Неотъемлемой частью каждого лагеря был ШИзо, находившийся за зоной возле одной из сторожевых вышек и куда водворяли провинившихся зэка. Небольшой участок лагерной зоны был дополнительно огорожен колючей проволокой. Здесь была зона усиленного режима (ЗУР), имевшая выход в общую зону и вторую вахту для вывода штрафников из зоны на работу. В ЗУРе или, как обычно называли ее на прииске, в «подконвойке» содержали отказчиков от работы в основных бригадах. Их выводили на работу с собакой, но на более легкую: на рытье нагорной канавы, простиравшейся вдоль «сопки» - характерной для колымского рельефа гряды соединенных между собой холмов. Канава защищала лагерь и вольный поселок от весенних и паводковых вод, устремлявшихся в долину ручья с сопок при таянии снега и ливневых дождях.
Пленников ЗУРа в общую зону выпускали редко.
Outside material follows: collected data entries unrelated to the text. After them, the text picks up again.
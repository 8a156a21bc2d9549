use std::io;
use std::net::SocketAddr;
use std::sync::Arc;
use std::time::Duration;

use tokio::io::{AsyncRead, AsyncWrite};
use tokio::net::{TcpListener, TcpStream};
use tokio::sync::watch;
use tokio_rustls::TlsAcceptor;
use url::Url;

use proxywoman_core::{decode_response, next_flow_id, Flow, FlowResponse, FlowSink, FlowStore};
use proxywoman_rules::{
    FeatureSet, InterceptPipeline, InterceptedRequest, InterceptedResponse, RuleError,
};
use proxywoman_tls::LeafCache;

use crate::client::{self, PrefixedStream};
use crate::error::ProxyError;
use crate::http1::{
    decode_request_head, header_value, read_body, reason_phrase, serialize_response,
    MessageStream, RequestHead,
};

#[derive(Debug, Clone, PartialEq, Eq)]
pub struct EngineConfig {
    pub bind: SocketAddr,
    /// Whole-exchange budget for the outbound hop.
    pub origin_timeout: Duration,
    pub max_head_bytes: usize,
    /// Cap on the body bytes kept in the flow record; the wire always
    /// carries the full body.
    pub max_recorded_body_bytes: usize,
}

impl Default for EngineConfig {
    fn default() -> Self {
        Self {
            bind: "127.0.0.1:8080"
                .parse()
                .expect("default bind address must parse"),
            origin_timeout: Duration::from_secs(30),
            max_head_bytes: 64 * 1024,
            max_recorded_body_bytes: 10 * 1024 * 1024,
        }
    }
}

/// The interception proxy: forward HTTP/1.1 proxy for cleartext, CONNECT
/// splice with a minted leaf for TLS, the pipeline in between.
pub struct ProxyServer {
    config: EngineConfig,
    leaves: Arc<LeafCache>,
    features: Arc<FeatureSet>,
    pipeline: Arc<InterceptPipeline>,
    flows: Arc<FlowStore>,
    sink: Arc<dyn FlowSink>,
    shutdown_tx: watch::Sender<bool>,
}

impl ProxyServer {
    pub fn new(
        config: EngineConfig,
        leaves: LeafCache,
        features: FeatureSet,
        sink: Arc<dyn FlowSink>,
    ) -> Self {
        let (shutdown_tx, _) = watch::channel(false);
        let pipeline = Arc::new(InterceptPipeline::from_features(&features));
        Self {
            config,
            leaves: Arc::new(leaves),
            features: Arc::new(features),
            pipeline,
            flows: Arc::new(FlowStore::new()),
            sink,
            shutdown_tx,
        }
    }

    pub fn config(&self) -> &EngineConfig {
        &self.config
    }

    pub fn flows(&self) -> Arc<FlowStore> {
        Arc::clone(&self.flows)
    }

    pub fn features(&self) -> Arc<FeatureSet> {
        Arc::clone(&self.features)
    }

    pub fn leaf_cache(&self) -> Arc<LeafCache> {
        Arc::clone(&self.leaves)
    }

    /// Stops accepting, cancels every suspended breakpoint session, and lets
    /// in-flight exchanges finish writing.
    pub fn shutdown(&self) {
        let _ = self.shutdown_tx.send(true);
        self.features.breakpoint.cancel_all();
    }

    pub async fn bind_listener(&self) -> io::Result<TcpListener> {
        TcpListener::bind(self.config.bind).await
    }

    pub async fn run(self: Arc<Self>) -> io::Result<()> {
        let listener = self.bind_listener().await?;
        self.run_with_listener(listener).await
    }

    pub async fn run_with_listener(self: Arc<Self>, listener: TcpListener) -> io::Result<()> {
        let mut shutdown_rx = self.shutdown_tx.subscribe();
        tracing::debug!(bind = %listener.local_addr()?, "proxy listening");
        loop {
            tokio::select! {
                accepted = listener.accept() => {
                    let (stream, peer) = accepted?;
                    let server = Arc::clone(&self);
                    tokio::spawn(async move {
                        server.handle_connection(stream, peer.to_string()).await;
                    });
                }
                changed = shutdown_rx.changed() => {
                    if changed.is_err() || *shutdown_rx.borrow() {
                        return Ok(());
                    }
                }
            }
        }
    }

    async fn handle_connection(self: Arc<Self>, stream: TcpStream, client_addr: String) {
        let mut conn = MessageStream::new(stream);
        loop {
            let head = match conn.read_head(self.config.max_head_bytes).await {
                Ok(Some(head)) => head,
                Ok(None) => return,
                Err(error) => {
                    tracing::debug!(%client_addr, %error, "failed reading request head");
                    return;
                }
            };
            let request_head = match decode_request_head(&head) {
                Ok(parsed) => parsed,
                Err(error) => {
                    tracing::debug!(%client_addr, %error, "unparseable proxy request");
                    let _ = write_plain_response(&mut conn, 400, "invalid proxy request").await;
                    return;
                }
            };

            if request_head.method.eq_ignore_ascii_case("CONNECT") {
                self.handle_connect(conn, request_head, client_addr).await;
                return;
            }

            match self
                .handle_exchange(&mut conn, request_head, "http", None, &client_addr)
                .await
            {
                Ok(false) => continue,
                _ => return,
            }
        }
    }

    /// The CONNECT splice: acknowledge the tunnel, terminate TLS with a leaf
    /// minted for the SNI host, then serve the inner HTTP/1.1 requests like
    /// any cleartext exchange.
    async fn handle_connect(
        self: Arc<Self>,
        mut conn: MessageStream<TcpStream>,
        head: RequestHead,
        client_addr: String,
    ) {
        let authority = if head.target.contains(':') {
            head.target.clone()
        } else {
            format!("{}:443", head.target)
        };
        let hostname = authority
            .rsplit_once(':')
            .map(|(host, _)| host)
            .unwrap_or(&authority)
            .to_string();

        if conn.write_all(b"HTTP/1.1 200 OK\r\n\r\n").await.is_err() {
            return;
        }

        let leaf = match self.leaves.leaf_for(&hostname) {
            Ok(leaf) => leaf,
            Err(error) => {
                tracing::warn!(host = %hostname, %error, "leaf mint failed, dropping tunnel");
                return;
            }
        };

        let (tcp, leftover) = conn.into_parts();
        let acceptor = TlsAcceptor::from(Arc::clone(&leaf.server_config));
        let tls = match acceptor.accept(PrefixedStream::new(leftover, tcp)).await {
            Ok(tls) => tls,
            Err(error) => {
                // Expected when the client pins certificates; it sees RST.
                tracing::warn!(
                    host = %hostname,
                    common_name = %leaf.common_name,
                    dns_names = ?leaf.dns_names,
                    ip_names = ?leaf.ip_names,
                    %error,
                    "TLS handshake with client failed"
                );
                return;
            }
        };

        let mut conn = MessageStream::new(tls);
        loop {
            let head = match conn.read_head(self.config.max_head_bytes).await {
                Ok(Some(head)) => head,
                Ok(None) => return,
                Err(error) => {
                    tracing::debug!(%client_addr, host = %hostname, %error, "inner read failed");
                    return;
                }
            };
            let request_head = match decode_request_head(&head) {
                Ok(parsed) => parsed,
                Err(error) => {
                    tracing::debug!(%client_addr, %error, "unparseable inner request");
                    let _ = write_plain_response(&mut conn, 400, "invalid request").await;
                    return;
                }
            };
            match self
                .handle_exchange(&mut conn, request_head, "https", Some(&authority), &client_addr)
                .await
            {
                Ok(false) => continue,
                _ => return,
            }
        }
    }

    /// One request/response exchange: build the flow, run the request chain,
    /// take the outbound hop unless a stage already answered, run the
    /// response chain, write back, publish. Returns whether the connection
    /// must close afterwards.
    async fn handle_exchange<S>(
        &self,
        conn: &mut MessageStream<S>,
        head: RequestHead,
        scheme: &str,
        connect_authority: Option<&str>,
        client_addr: &str,
    ) -> Result<bool, ()>
    where
        S: AsyncRead + AsyncWrite + Unpin + Send,
    {
        let close_after = head.wants_close;

        let url = match resolve_request_url(&head, scheme, connect_authority) {
            Ok(url) => url,
            Err(error) => {
                tracing::debug!(%client_addr, %error, "cannot resolve request target");
                let _ = write_plain_response(conn, 400, "cannot resolve request target").await;
                return Err(());
            }
        };
        let authority = connect_authority
            .map(str::to_string)
            .or_else(|| header_value(&head.headers, "host").map(str::to_string))
            .unwrap_or_else(|| url.host_str().unwrap_or_default().to_string());

        let body = match read_body(conn, head.framing, self.config.max_head_bytes).await {
            Ok(body) => body,
            Err(error) => {
                tracing::debug!(%client_addr, %error, "failed reading request body");
                let _ = write_plain_response(conn, 400, "invalid request body").await;
                return Err(());
            }
        };

        let mut flow = Flow::new(
            next_flow_id(),
            head.method.clone(),
            url.to_string(),
            scheme.to_string(),
            authority,
            url.path().to_string(),
            client_addr.to_string(),
            head.headers.clone(),
        );
        let cap = self.config.max_recorded_body_bytes;
        if body.len() > cap {
            flow.set_request_body(body[..cap].to_vec());
            flow.request_size = body.len() as u64;
            flow.add_tag("body-truncated");
        } else {
            flow.set_request_body(body.clone());
        }

        let mut request =
            InterceptedRequest::new(head.method.clone(), url, head.headers.clone(), body);

        let chain_outcome = self
            .pipeline
            .run_request_chain(&mut flow, &mut request)
            .await;
        let response = match chain_outcome {
            Ok(Some(synthetic)) => synthetic,
            Ok(None) => {
                // The chain may have rewritten the outbound shape; keep the
                // flow's request snapshot aligned with what actually leaves.
                flow.request.method = request.method.clone();
                flow.request.url = request.url.to_string();
                flow.request.headers = request.headers.clone();
                match client::send_request(
                    &request,
                    self.config.origin_timeout,
                    self.config.max_head_bytes,
                )
                .await
                {
                    Ok(mut upstream_response) => {
                        match self
                            .pipeline
                            .run_response_chain(&mut flow, &mut upstream_response)
                            .await
                        {
                            Ok(()) => upstream_response,
                            Err(error) => self.stage_failure_response(&mut flow, error),
                        }
                    }
                    Err(error) => self.origin_failure_response(&mut flow, error),
                }
            }
            Err(error) => self.stage_failure_response(&mut flow, error),
        };

        self.record_response(&mut flow, &response);
        let wire = serialize_response(&response, &request.response_markers, close_after);
        let close = match conn.write_all(&wire).await {
            Ok(()) => close_after,
            Err(error) => {
                tracing::debug!(%client_addr, %error, "client went away mid-response");
                flow.add_tag("client-aborted");
                true
            }
        };

        self.publish(flow);
        Ok(close)
    }

    fn origin_failure_response(&self, flow: &mut Flow, error: ProxyError) -> InterceptedResponse {
        let tag = match &error {
            ProxyError::UpstreamProxy(_) => "upstream-failed",
            _ => "origin-unreachable",
        };
        tracing::debug!(url = %flow.url, %error, "outbound hop failed");
        flow.add_tag(tag);
        InterceptedResponse::new(502, "Bad Gateway")
            .with_header("Content-Type", "text/plain; charset=utf-8")
            .with_body(error.to_string().into_bytes())
    }

    fn stage_failure_response(&self, flow: &mut Flow, error: RuleError) -> InterceptedResponse {
        let tag = match &error {
            RuleError::BreakpointCancelled => "breakpoint-cancelled",
            RuleError::LocalFileMissing(_) => "map-local-error",
            _ => "interceptor-error",
        };
        tracing::debug!(url = %flow.url, %error, "pipeline stage failed");
        flow.add_tag(tag);
        InterceptedResponse::new(500, "Internal Server Error")
            .with_header("Content-Type", "text/plain; charset=utf-8")
            .with_body(error.to_string().into_bytes())
    }

    /// Stamps the final response shape onto the flow and derives the decoded
    /// views.
    fn record_response(&self, flow: &mut Flow, response: &InterceptedResponse) {
        let cap = self.config.max_recorded_body_bytes;
        let recorded_body = if response.body.len() > cap {
            flow.add_tag("body-truncated");
            response.body[..cap].to_vec()
        } else {
            response.body.clone()
        };
        let mut recorded = FlowResponse {
            status_code: response.status_code,
            status: response.status.clone(),
            headers: response.headers.clone(),
            body: recorded_body,
            ..FlowResponse::default()
        };
        decode_response(&mut recorded);
        flow.set_response(recorded);
        flow.response_size = response.body.len() as u64;
    }

    /// Single publication point: the store insert and the flow callback
    /// happen exactly once per flow, after the response has been written.
    fn publish(&self, flow: Flow) {
        self.flows.insert(flow.clone());
        self.sink.on_flow(&flow);
    }
}

fn resolve_request_url(
    head: &RequestHead,
    scheme: &str,
    connect_authority: Option<&str>,
) -> Result<Url, ProxyError> {
    if head.target.starts_with("http://") || head.target.starts_with("https://") {
        return Url::parse(&head.target)
            .map_err(|error| ProxyError::InvalidRequest(format!("bad absolute target: {error}")));
    }

    let authority = connect_authority
        .map(str::to_string)
        .or_else(|| header_value(&head.headers, "host").map(str::to_string))
        .ok_or_else(|| {
            ProxyError::InvalidRequest("origin-form request without Host header".to_string())
        })?;
    Url::parse(&format!("{scheme}://{authority}{}", head.target))
        .map_err(|error| ProxyError::InvalidRequest(format!("bad request target: {error}")))
}

async fn write_plain_response<S>(
    conn: &mut MessageStream<S>,
    status_code: u16,
    message: &str,
) -> io::Result<()>
where
    S: AsyncRead + AsyncWrite + Unpin,
{
    let response = InterceptedResponse::new(status_code, reason_phrase(status_code))
        .with_header("Content-Type", "text/plain; charset=utf-8")
        .with_body(message.as_bytes().to_vec());
    conn.write_all(&serialize_response(&response, &[], true)).await
}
Пайку и баланду дневальный приносил им в запиравшийся на ночь барак. В амбулаторию штрафников приводил дневальный, живший вместе с бригадиром в общей зоне. Барак ЗУРа был оборудован сплошными двухэтажными нарами, покрытыми сеном, менявшимся раз в год. Когда дневальный раздавал хлеб, постоянные жители ЗУРа норовили вырвать его из рук новичков и тут же сунуть себе в рот. В опустившихся за время длительного пребывания в лагере заключенных мало оставалось человеческого: сохранились лишь животные инстинкты.